Learn R Programming

randomForestSRC (version 3.4.2)

tune.rfsrc: Tune Random Forest for optimal mtry and nodesize

Description

Finds the optimal mtry and nodesize for a random forest using out-of-bag (OOB) error. Two search strategies are supported: a grid-based search and a golden-section search with noise control. Works for all response families supported by rfsrc.fast.

Usage

# S3 method for rfsrc
tune(formula, data,
  mtry.start = ncol(data) / 2,
  nodesize.try = c(1:9, seq(10, 100, by = 5)), ntree.try = 100,
  sampsize = function(x) { min(x * .632, max(150, x^(3/4))) },
  nsplit = 1, step.factor = 1.25, improve = 1e-3, strikeout = 3, max.iter = 25,
  method = c("grid", "golden"),
  final.window = 5, reps.initial = 2, reps.final = 3,
  trace = FALSE, do.best = TRUE, seed = NULL, ...)
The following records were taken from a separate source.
//! Typed, indexable columns.
//!
//! A [`Column<T>`] stores one value per row together with an undefined flag
//! per row. The flag is independent of the stored value: an undefined cell
//! still occupies storage, and its payload is meaningless.
//!
//! Every mutation reports a [`ChangeDetail`] through the column's
//! [`ChangeNotifier`]. Wrap bulk updates in
//! [`disable_notify`](Column::disable_notify) /
//! [`enable_notify`](Column::enable_notify) (or [`batch`](Column::batch)) to
//! deliver a single coalesced event.
//!
//! # Example
//!
//! ```
//! use infovis::DoubleColumn;
//!
//! let column = DoubleColumn::new("weight");
//! column.set_value_at(1, "3.0").unwrap();
//! column.set_value_at(2, "1.0").unwrap();
//! assert!(!column.set_value_or_null_at(3, "n/a"));
//!
//! assert_eq!(column.size(), 4);
//! assert!(column.is_value_undefined(0));
//! assert_eq!(column.min_index(), Some(2));
//! assert_eq!(column.max_index(), Some(1));
//! ```

mod any;
mod mask;

use std::any::Any;
use std::cmp::Ordering;
use std::fmt;
use std::sync::Arc;

use infovis_core::logging::targets;
use infovis_core::{Cached, ChangeDetail, ChangeNotifier, ConnectionId, NotifyBatch};
use parking_lot::RwLock;

use crate::error::{Error, ParseError, Result};
use crate::format::ValueFormat;
use crate::metadata::{Metadata, MetadataValue};
use crate::value::ValueType;

pub use any::{
    downcast_column, expect_column, is_internal_name, AnyColumn, ColumnRef, INTERNAL_PREFIX,
};
use mask::UndefinedMask;

/// Column of `i32` values, also used for categorical data.
pub type IntColumn = Column<i32>;
/// Column of `i64` values.
pub type LongColumn = Column<i64>;
/// Column of `f32` values.
pub type FloatColumn = Column<f32>;
/// Column of `f64` values.
pub type DoubleColumn = Column<f64>;
/// Column of `bool` values.
pub type BooleanColumn = Column<bool>;
/// Column of `String` values.
pub type StringColumn = Column<String>;

#[derive(Default)]
struct Storage<T> {
    values: Vec<T>,
    undefined: UndefinedMask,
}
//! Synchronous signal/slot dispatch.
//!
//! A [`Signal<Args>`] fans one event out to every connected closure, in the
//! order they were connected, on the thread that calls [`Signal::emit`].
//! Nothing is queued: a mutation, its notification and every listener's
//! reaction finish before the mutating call returns.
//!
//! The slot table is copied before delivery and unlocked while slots run,
//! so a slot may connect or disconnect slots on the signal currently
//! invoking it. Such edits apply from the next emission on.
//!
//! ```
//! use infovis_core::Signal;
//!
//! let row_added = Signal::<usize>::new();
//! let id = row_added.connect(|row| println!("row {row} is live"));
//!
//! row_added.emit(3);
//! assert!(row_added.disconnect(id));
//! ```

use std::sync::Arc;
use std::sync::atomic::{AtomicBool, Ordering};

use parking_lot::Mutex;
use slotmap::{new_key_type, SlotMap};

use crate::logging::targets;

new_key_type! {
    /// Handle to one connected slot, returned by [`Signal::connect`].
    pub struct ConnectionId;
}

type Slot<Args> = Arc<dyn Fn(&Args) + Send + Sync>;

/// Observer list for events carrying `Args`.
///
/// Columns, tables and trees embed signals and expose them so listeners can
/// subscribe. `Args` is usually a row index, a column name or a
/// [`ChangeDetail`](crate::ChangeDetail).
pub struct Signal<Args> {
    slots: Mutex<SlotMap<ConnectionId, Slot<Args>>>,
    blocked: AtomicBool,
}

impl<Args: 'static> Default for Signal<Args> {
    fn default() -> Self {
        Self::new()
    }
}

impl<Args: 'static> Signal<Args> {
    /// An unblocked signal without slots.
    pub fn new() -> Self {
        Self {
            slots: Mutex::new(SlotMap::with_key()),
            blocked: AtomicBool::new(false),
        }
    }

    /// Add `slot` after the existing slots.
    pub fn connect<F>(&self, slot: F) -> ConnectionId
    where
        F: Fn(&Args) + Send + Sync + 'static,
    {
        self.slots.lock().insert(Arc::new(slot))
    }

    /// Remove a slot. Returns `false` if `id` was already gone.
    pub fn disconnect(&self, id: ConnectionId) -> bool {
        self.slots.lock().remove(id).is_some()
    }

    /// Number of live slots.
    pub fn connection_count(&self) -> usize {
        self.slots.lock().len()
    }

    /// Whether `id` still names a live slot.
    pub fn is_connected(&self, id: ConnectionId) -> bool {
        self.slots.lock().contains_key(id)
    }

    /// Drop emissions while `blocked` is set.
    ///
    /// Dropped emissions are not replayed; use a
    /// [`ChangeNotifier`](crate::ChangeNotifier) batch to defer and coalesce
    /// them instead.
    pub fn set_blocked(&self, blocked: bool) {
        self.blocked.store(blocked, Ordering::SeqCst);
    }

    /// Whether emissions are currently dropped.
    pub fn is_blocked(&self) -> bool {
        self.blocked.load(Ordering::SeqCst)
    }

    /// Deliver `args` to every slot connected at the time of the call.
    #[tracing::instrument(skip_all, target = "infovis_core::signal", level = "trace")]
    pub fn emit(&self, args: Args) {
        if self.is_blocked() {
            tracing::trace!(target: targets::SIGNAL, "blocked, emission dropped");
            return;
        }

        let snapshot: Vec<Slot<Args>> = self.slots.lock().values().cloned().collect();
        tracing::trace!(target: targets::SIGNAL, slots = snapshot.len(), "emitting");
        for slot in snapshot {
            slot(&args);
        }
    }
}
//! Textual formats attached to columns.
//!
//! Every column converts between its values and strings through an attached
//! [`ValueFormat`]. Readers and writers go through this surface only, so a
//! column can change its textual representation without touching storage.

use std::collections::HashMap;

use parking_lot::RwLock;

use crate::error::ParseError;
use crate::value::ValueType;

/// Converts values of type `T` to and from text.
pub trait ValueFormat<T>: Send + Sync {
    /// Parse text into a value.
    fn parse(&self, text: &str) -> Result<T, ParseError>;

    /// Render a value as text.
    fn format(&self, value: &T) -> String;
}

/// The canonical format of each [`ValueType`].
#[derive(Debug, Clone, Copy, Default)]
pub struct StdFormat;

impl<T: ValueType> ValueFormat<T> for StdFormat {
    fn parse(&self, text: &str) -> Result<T, ParseError> {
        T::parse_text(text).map_err(|message| ParseError::new(text, T::TYPE_NAME, message))
    }

    fn format(&self, value: &T) -> String {
        value.format_text()
    }
}

#[derive(Debug, Default)]
struct Categories {
    codes: HashMap<String, i32>,
    labels: Vec<String>,
}

/// Maps category labels to dense integer codes.
///
/// Used with integer columns holding categorical data. Parsing an unseen
/// label assigns it the next code unless the format is frozen, in which case
/// unknown labels are rejected.
///
/// The category table lives in the format, not in the column: clearing a
/// column keeps its categories. Call [`CategoricalFormat::clear_categories`]
/// explicitly to reset them.
#[derive(Debug, Default)]
pub struct CategoricalFormat {
    categories: RwLock<Categories>,
    frozen: bool,
}

impl CategoricalFormat {
    /// Create an empty, growable category table.
    pub fn new() -> Self {
        Self::default()
    }

    /// Create a frozen table with a fixed set of labels.
    pub fn frozen<I, S>(labels: I) -> Self
    where
        I: IntoIterator<Item = S>,
        S: Into<String>,
    {
        let format = Self::new();
        for label in labels {
            format.intern(label.into());
        }
        Self {
            frozen: true,
            ..format
        }
    }

    /// Whether unknown labels are rejected.
    pub fn is_frozen(&self) -> bool {
        self.frozen
    }

    /// Number of known categories.
    pub fn category_count(&self) -> usize {
        self.categories.read().labels.len()
    }

    /// Known labels in code order.
    pub fn labels(&self) -> Vec<String> {
        self.categories.read().labels.clone()
    }

    /// Code of a label, if known.
    pub fn code_of(&self, label: &str) -> Option<i32> {
        self.categories.read().codes.get(label).copied()
    }

    /// Label of a code, if known.
    pub fn label_of(&self, code: i32) -> Option<String> {
        let index = usize::try_from(code).ok()?;
        self.categories.read().labels.get(index).cloned()
    }

    /// Forget every category.
    pub fn clear_categories(&self) {
        let mut categories = self.categories.write();
        categories.codes.clear();
        categories.labels.clear();
    }

    fn intern(&self, label: String) -> i32 {
        let mut categories = self.categories.write();
        if let Some(&code) = categories.codes.get(&label) {
            return code;
        }
        let code = categories.labels.len() as i32;
        categories.labels.push(label.clone());
        categories.codes.insert(label, code);
        code
    }
}

impl ValueFormat<i32> for CategoricalFormat {
    fn parse(&self, text: &str) -> Result<i32, ParseError> {
        let label = text.trim();
        if let Some(code) = self.code_of(label) {
            return Ok(code);
        }
        if self.frozen {
            return Err(ParseError::new(text, "category", "unknown category"));
        }
        Ok(self.intern(label.to_string()))
    }

    fn format(&self, value: &i32) -> String {
        self.label_of(*value).unwrap_or_else(|| value.to_string())
    }
}
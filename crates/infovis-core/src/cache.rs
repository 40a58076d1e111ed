//! Lazily recomputed values.
//!
//! [`Cached<T>`] holds a value derived from some other state. Writers of that
//! state call [`Cached::invalidate`]; readers call
//! [`Cached::get_or_update`] with the computation, which only runs when the
//! cache is dirty. The computation is supplied at the read site so it can
//! borrow state the cache itself cannot own.

use std::fmt;
use std::sync::atomic::{AtomicBool, Ordering};

use parking_lot::RwLock;

/// A cached value that is recomputed on demand after invalidation.
///
/// # Example
///
/// ```
/// use infovis_core::Cached;
///
/// let values = vec![3, 1, 2];
/// let total = Cached::new();
///
/// assert_eq!(total.get_or_update(|| values.iter().sum::<i32>()), 6);
/// total.invalidate();
/// assert!(total.is_dirty());
/// ```
pub struct Cached<T> {
    /// Cached value.
    value: RwLock<Option<T>>,
    /// Whether the cache needs refreshing.
    dirty: AtomicBool,
}

impl<T: Clone> Cached<T> {
    /// Create an empty (dirty) cache.
    pub fn new() -> Self {
        Self {
            value: RwLock::new(None),
            dirty: AtomicBool::new(true),
        }
    }

    /// Return the cached value, running `compute` first if the cache is dirty.
    pub fn get_or_update<F>(&self, compute: F) -> T
    where
        F: FnOnce() -> T,
    {
        if !self.dirty.load(Ordering::Acquire) {
            if let Some(value) = self.value.read().as_ref() {
                return value.clone();
            }
        }
        let value = compute();
        *self.value.write() = Some(value.clone());
        self.dirty.store(false, Ordering::Release);
        value
    }

    /// Return the cached value without recomputing, if it is fresh.
    pub fn peek(&self) -> Option<T> {
        if self.is_dirty() {
            None
        } else {
            self.value.read().clone()
        }
    }

    /// Mark the cache as dirty, causing recalculation on the next read.
    pub fn invalidate(&self) {
        self.dirty.store(true, Ordering::Release);
    }

    /// Check if the cache needs recalculation.
    pub fn is_dirty(&self) -> bool {
        self.dirty.load(Ordering::Acquire)
    }
}

impl<T: Clone> Default for Cached<T> {
    fn default() -> Self {
        Self::new()
    }
}

impl<T: Clone + fmt::Debug> fmt::Debug for Cached<T> {
    fn fmt(&self, f: &mut fmt::Formatter<'_>) -> fmt::Result {
        f.debug_struct("Cached")
            .field("dirty", &self.is_dirty())
            .field("value", &*self.value.read())
            .finish()
    }
}
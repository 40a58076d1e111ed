//! Node depth.

use std::sync::Arc;

use crate::column::Column;
use crate::error::Result;
use crate::tree::traversal::{depth_first, FnVisitor};
use crate::tree::Tree;

use super::{TreeComputation, TreeProperty};

pub(crate) struct DepthComputation;

impl TreeComputation<i32> for DepthComputation {
    fn compute(&self, tree: &Tree, column: &Column<i32>) -> Result<()> {
        column.ensure_size(tree.node_span());
        let mut stored = Ok(());
        // Pre-order visits a parent before its children.
        let mut visitor = FnVisitor::from_pre_order(|node| {
            let depth = tree
                .parent(node)
                .and_then(|parent| column.value(parent))
                .map_or(0, |depth| depth + 1);
            if let Err(err) = column.set_extend(node, depth) {
                stored = Err(err);
                return false;
            }
            true
        });
        depth_first::visit(tree, &mut visitor);
        stored
    }
}

/// The number of parent hops from each node to the root.
///
/// ```
/// use std::sync::Arc;
/// use infovis::{DepthColumn, Tree, ROOT};
///
/// let tree = Arc::new(Tree::new());
/// let a = tree.add_node(ROOT).unwrap();
/// let b = tree.add_node(a).unwrap();
///
/// let depth = DepthColumn::find(&tree).unwrap();
/// assert_eq!(depth.get(b), Ok(2));
///
/// tree.reparent(b, ROOT).unwrap();
/// assert_eq!(depth.get(b), Ok(1));
/// ```
pub struct DepthColumn;

impl DepthColumn {
    /// Reserved column name.
    pub const NAME: &'static str = "#depth";

    /// The depth column of `tree`, created on first request.
    pub fn find(tree: &Arc<Tree>) -> Result<Arc<TreeProperty<i32>>> {
        TreeProperty::find_or_attach(tree, Self::NAME, || DepthComputation)
    }
}

#[cfg(test)]
mod tests {
    use super::*;
    use crate::tree::ROOT;

    #[test]
    fn test_depths() {
        let tree = Arc::new(Tree::new());
        let a = tree.add_node(ROOT).unwrap();
        let b = tree.add_node(a).unwrap();
        let c = tree.add_node(b).unwrap();
        let depth = DepthColumn::find(&tree).unwrap();

        assert_eq!(depth.get(ROOT), Ok(0));
        assert_eq!(depth.get(c), Ok(3));

        tree.remove_row(b).unwrap();
        assert_eq!(depth.get(c), Ok(2));
        assert!(depth.get(b).is_err());
    }
}
//! Error types for the data model.
//!
//! Two families of failure exist. [`ParseError`] is local and recoverable:
//! strict entry points such as [`crate::Column::set_value_at`] return it,
//! lenient ones such as [`crate::Column::set_value_or_null_at`] swallow it
//! and mark the cell undefined. Every other variant of [`Error`] is a
//! contract violation by the caller and is meant to propagate.

/// Result type alias for data model operations.
pub type Result<T> = std::result::Result<T, Error>;

/// A string could not be converted to a column's value type.
#[derive(Debug, Clone, PartialEq, Eq, thiserror::Error)]
#[error("cannot parse {input:?} as {type_name}: {message}")]
pub struct ParseError {
    /// The rejected text.
    pub input: String,
    /// Name of the target value type.
    pub type_name: &'static str,
    /// Why the text was rejected.
    pub message: String,
}

impl ParseError {
    /// Create a parse error.
    pub fn new(
        input: impl Into<String>,
        type_name: &'static str,
        message: impl Into<String>,
    ) -> Self {
        Self {
            input: input.into(),
            type_name,
            message: message.into(),
        }
    }
}

/// Errors that can occur when operating on columns, tables and trees.
#[derive(Debug, Clone, PartialEq, Eq, thiserror::Error)]
pub enum Error {
    /// Text could not be parsed into a column value.
    #[error(transparent)]
    Parse(#[from] ParseError),

    /// Index outside `0..size` on a non-extending access.
    #[error("index {index} out of range for column '{column}' of size {size}")]
    IndexOutOfRange {
        column: String,
        index: usize,
        size: usize,
    },

    /// A column with the same name is already registered.
    #[error("a column named '{0}' already exists")]
    DuplicateColumn(String),

    /// No column with that name is registered.
    #[error("no column named '{0}'")]
    ColumnNotFound(String),

    /// A column exists but holds another value type.
    #[error("column '{column}' holds {found}, expected {expected}")]
    TypeMismatch {
        column: String,
        expected: &'static str,
        found: &'static str,
    },

    /// The row is free or was never allocated.
    #[error("row {0} is not a valid row")]
    InvalidRow(usize),

    /// A live row holds no value in the column.
    #[error("row {row} of column '{column}' is undefined")]
    UndefinedValue { column: String, row: usize },

    /// The operation is not allowed on the root node.
    #[error("operation not permitted on the root node")]
    RootNode,

    /// Reparenting would make a node its own ancestor.
    #[error("moving node {node} under {parent} would create a cycle")]
    Cycle { node: usize, parent: usize },

    /// The column is maintained by its owner and rejects direct changes.
    #[error("column '{0}' is managed by its owner and cannot be modified directly")]
    ReadOnly(String),

    /// The computed column was disposed.
    #[error("computed column '{0}' has been disposed")]
    Disposed(String),

    /// The structure a computed column derives from no longer exists.
    #[error("source of computed column '{0}' has been dropped")]
    SourceDropped(String),
}

impl Error {
    /// Create an out-of-range error.
    pub fn out_of_range(column: impl Into<String>, index: usize, size: usize) -> Self {
        Self::IndexOutOfRange {
            column: column.into(),
            index,
            size,
        }
    }

    /// Create a type mismatch error.
    pub fn type_mismatch(
        column: impl Into<String>,
        expected: &'static str,
        found: &'static str,
    ) -> Self {
        Self::TypeMismatch {
            column: column.into(),
            expected,
            found,
        }
    }

    /// Returns `true` for recoverable parse failures.
    pub fn is_parse(&self) -> bool {
        matches!(self, Self::Parse(_))
    }
}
# S3 method for rfsrc tune.nodesize(formula, data, nodesize.try = c(1:9, seq(10, 150, by = 5)), ntree.try = 100, sampsize = function(x) { min(x * .632, max(150, x^(4/5))) }, nsplit = 1, method = c("grid", "golden"), final.window = 5, reps.initial = 2, reps.final = 3, max.iter = 50, trace = TRUE, seed = NULL, ...)

Value

For tune:

  • results: matrix with columns nodesize, mtry, err.

  • optimal: named numeric vector c(nodesize = ..., mtry = ...).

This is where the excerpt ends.